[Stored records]
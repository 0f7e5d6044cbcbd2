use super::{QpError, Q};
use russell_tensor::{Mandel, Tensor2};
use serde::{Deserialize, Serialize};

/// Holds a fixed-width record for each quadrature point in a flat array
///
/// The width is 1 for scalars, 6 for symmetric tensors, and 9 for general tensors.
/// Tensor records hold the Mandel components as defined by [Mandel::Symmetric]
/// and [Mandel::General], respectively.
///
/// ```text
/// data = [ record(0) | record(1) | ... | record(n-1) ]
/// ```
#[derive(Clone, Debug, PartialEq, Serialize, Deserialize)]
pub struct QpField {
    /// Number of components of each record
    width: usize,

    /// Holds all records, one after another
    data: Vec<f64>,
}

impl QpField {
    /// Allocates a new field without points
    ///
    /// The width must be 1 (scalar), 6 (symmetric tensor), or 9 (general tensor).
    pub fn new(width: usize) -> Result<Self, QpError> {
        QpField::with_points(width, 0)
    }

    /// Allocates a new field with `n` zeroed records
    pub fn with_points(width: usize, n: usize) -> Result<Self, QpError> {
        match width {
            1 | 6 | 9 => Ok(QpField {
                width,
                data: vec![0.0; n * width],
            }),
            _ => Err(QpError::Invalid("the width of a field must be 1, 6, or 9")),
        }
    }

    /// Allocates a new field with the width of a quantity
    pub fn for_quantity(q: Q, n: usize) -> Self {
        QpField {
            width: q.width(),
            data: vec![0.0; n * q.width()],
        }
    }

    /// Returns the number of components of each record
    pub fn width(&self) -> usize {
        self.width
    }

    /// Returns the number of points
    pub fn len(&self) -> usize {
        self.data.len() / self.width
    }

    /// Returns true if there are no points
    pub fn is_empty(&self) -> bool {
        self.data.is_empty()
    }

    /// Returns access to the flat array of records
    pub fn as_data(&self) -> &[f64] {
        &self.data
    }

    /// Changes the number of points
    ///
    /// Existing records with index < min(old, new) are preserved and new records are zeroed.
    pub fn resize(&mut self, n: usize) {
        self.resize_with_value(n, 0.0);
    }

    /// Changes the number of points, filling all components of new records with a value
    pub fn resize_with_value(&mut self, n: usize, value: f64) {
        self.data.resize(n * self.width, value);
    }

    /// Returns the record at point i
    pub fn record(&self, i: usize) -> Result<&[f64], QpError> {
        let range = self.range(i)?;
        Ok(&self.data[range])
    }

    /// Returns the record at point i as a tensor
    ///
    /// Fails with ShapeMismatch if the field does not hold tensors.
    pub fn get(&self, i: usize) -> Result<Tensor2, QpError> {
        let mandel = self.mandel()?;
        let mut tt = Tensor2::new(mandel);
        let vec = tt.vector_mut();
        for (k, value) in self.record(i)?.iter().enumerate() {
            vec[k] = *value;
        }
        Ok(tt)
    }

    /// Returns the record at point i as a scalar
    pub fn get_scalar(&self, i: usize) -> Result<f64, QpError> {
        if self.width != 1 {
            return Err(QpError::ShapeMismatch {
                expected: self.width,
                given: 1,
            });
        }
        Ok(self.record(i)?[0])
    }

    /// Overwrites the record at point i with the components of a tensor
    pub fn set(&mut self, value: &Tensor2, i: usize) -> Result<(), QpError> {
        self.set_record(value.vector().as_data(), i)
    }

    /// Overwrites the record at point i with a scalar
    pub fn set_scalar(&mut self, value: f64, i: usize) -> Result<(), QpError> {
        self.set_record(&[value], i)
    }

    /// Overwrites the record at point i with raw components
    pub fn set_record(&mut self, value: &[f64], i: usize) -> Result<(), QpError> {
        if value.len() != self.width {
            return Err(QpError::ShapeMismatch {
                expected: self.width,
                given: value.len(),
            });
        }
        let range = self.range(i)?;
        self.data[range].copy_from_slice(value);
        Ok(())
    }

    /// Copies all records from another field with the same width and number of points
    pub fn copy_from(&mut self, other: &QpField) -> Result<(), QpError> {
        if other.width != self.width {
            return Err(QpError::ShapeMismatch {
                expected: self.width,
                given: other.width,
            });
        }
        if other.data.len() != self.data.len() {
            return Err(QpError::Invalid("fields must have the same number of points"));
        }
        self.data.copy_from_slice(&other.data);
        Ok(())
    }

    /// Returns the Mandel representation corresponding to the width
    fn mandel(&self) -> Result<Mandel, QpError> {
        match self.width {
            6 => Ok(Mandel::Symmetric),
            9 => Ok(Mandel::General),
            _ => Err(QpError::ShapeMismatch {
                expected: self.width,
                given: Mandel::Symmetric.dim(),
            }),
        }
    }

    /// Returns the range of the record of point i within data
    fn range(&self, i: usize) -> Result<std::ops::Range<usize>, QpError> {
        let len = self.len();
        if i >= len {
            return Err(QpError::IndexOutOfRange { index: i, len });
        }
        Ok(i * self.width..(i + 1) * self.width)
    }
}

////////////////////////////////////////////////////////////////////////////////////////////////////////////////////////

TASK DESCRIPTION: Print the records above exactly as they appear.

THE ANSWER:
repository 0f7e5d6044cbcbd2
use super::{QpError, Q};
use russell_tensor::{Mandel, Tensor2};
use serde::{Deserialize, Serialize};

/// Holds a fixed-width record for each quadrature point in a flat array
///
/// The width is 1 for scalars, 6 for symmetric tensors, and 9 for general tensors.
/// Tensor records hold the Mandel components as defined by [Mandel::Symmetric]
/// and [Mandel::General], respectively.
///
/// ```text
/// data = [ record(0) | record(1) | ... | record(n-1) ]
/// ```
#[derive(Clone, Debug, PartialEq, Serialize, Deserialize)]
pub struct QpField {
    /// Number of components of each record
    width: usize,

    /// Holds all records, one after another
    data: Vec<f64>,
}

impl QpField {
    /// Allocates a new field without points
    ///
    /// The width must be 1 (scalar), 6 (symmetric tensor), or 9 (general tensor).
    pub fn new(width: usize) -> Result<Self, QpError> {
        QpField::with_points(width, 0)
    }

    /// Allocates a new field with `n` zeroed records
    pub fn with_points(width: usize, n: usize) -> Result<Self, QpError> {
        match width {
            1 | 6 | 9 => Ok(QpField {
                width,
                data: vec![0.0; n * width],
            }),
            _ => Err(QpError::Invalid("the width of a field must be 1, 6, or 9")),
        }
    }

    /// Allocates a new field with the width of a quantity
    pub fn for_quantity(q: Q, n: usize) -> Self {
        QpField {
            width: q.width(),
            data: vec![0.0; n * q.width()],
        }
    }

    /// Returns the number of components of each record
    pub fn width(&self) -> usize {
        self.width
    }

    /// Returns the number of points
    pub fn len(&self) -> usize {
        self.data.len() / self.width
    }

    /// Returns true if there are no points
    pub fn is_empty(&self) -> bool {
        self.data.is_empty()
    }

    /// Returns access to the flat array of records
    pub fn as_data(&self) -> &[f64] {
        &self.data
    }

    /// Changes the number of points
    ///
    /// Existing records with index < min(old, new) are preserved and new records are zeroed.
    pub fn resize(&mut self, n: usize) {
        self.resize_with_value(n, 0.0);
    }

    /// Changes the number of points, filling all components of new records with a value
    pub fn resize_with_value(&mut self, n: usize, value: f64) {
        self.data.resize(n * self.width, value);
    }

    /// Returns the record at point i
    pub fn record(&self, i: usize) -> Result<&[f64], QpError> {
        let range = self.range(i)?;
        Ok(&self.data[range])
    }

    /// Returns the record at point i as a tensor
    ///
    /// Fails with ShapeMismatch if the field does not hold tensors.
    pub fn get(&self, i: usize) -> Result<Tensor2, QpError> {
        let mandel = self.mandel()?;
        let mut tt = Tensor2::new(mandel);
        let vec = tt.vector_mut();
        for (k, value) in self.record(i)?.iter().enumerate() {
            vec[k] = *value;
        }
        Ok(tt)
    }

    /// Returns the record at point i as a scalar
    pub fn get_scalar(&self, i: usize) -> Result<f64, QpError> {
        if self.width != 1 {
            return Err(QpError::ShapeMismatch {
                expected: self.width,
                given: 1,
            });
        }
        Ok(self.record(i)?[0])
    }

    /// Overwrites the record at point i with the components of a tensor
    pub fn set(&mut self, value: &Tensor2, i: usize) -> Result<(), QpError> {
        self.set_record(value.vector().as_data(), i)
    }

    /// Overwrites the record at point i with a scalar
    pub fn set_scalar(&mut self, value: f64, i: usize) -> Result<(), QpError> {
        self.set_record(&[value], i)
    }

    /// Overwrites the record at point i with raw components
    pub fn set_record(&mut self, value: &[f64], i: usize) -> Result<(), QpError> {
        if value.len() != self.width {
            return Err(QpError::ShapeMismatch {
                expected: self.width,
                given: value.len(),
            });
        }
        let range = self.range(i)?;
        self.data[range].copy_from_slice(value);
        Ok(())
    }

    /// Copies all records from another field with the same width and number of points
    pub fn copy_from(&mut self, other: &QpField) -> Result<(), QpError> {
        if other.width != self.width {
            return Err(QpError::ShapeMismatch {
                expected: self.width,
                given: other.width,
            });
        }
        if other.data.len() != self.data.len() {
            return Err(QpError::Invalid("fields must have the same number of points"));
        }
        self.data.copy_from_slice(&other.data);
        Ok(())
    }

    /// Returns the Mandel representation corresponding to the width
    fn mandel(&self) -> Result<Mandel, QpError> {
        match self.width {
            6 => Ok(Mandel::Symmetric),
            9 => Ok(Mandel::General),
            _ => Err(QpError::ShapeMismatch {
                expected: self.width,
                given: Mandel::Symmetric.dim(),
            }),
        }
    }

    /// Returns the range of the record of point i within data
    fn range(&self, i: usize) -> Result<std::ops::Range<usize>, QpError> {
        let len = self.len();
        if i >= len {
            return Err(QpError::IndexOutOfRange { index: i, len });
        }
        Ok(i * self.width..(i + 1) * self.width)
    }
}

////////////////////////////////////////////////////////////////////////////////////////////////////////////////////////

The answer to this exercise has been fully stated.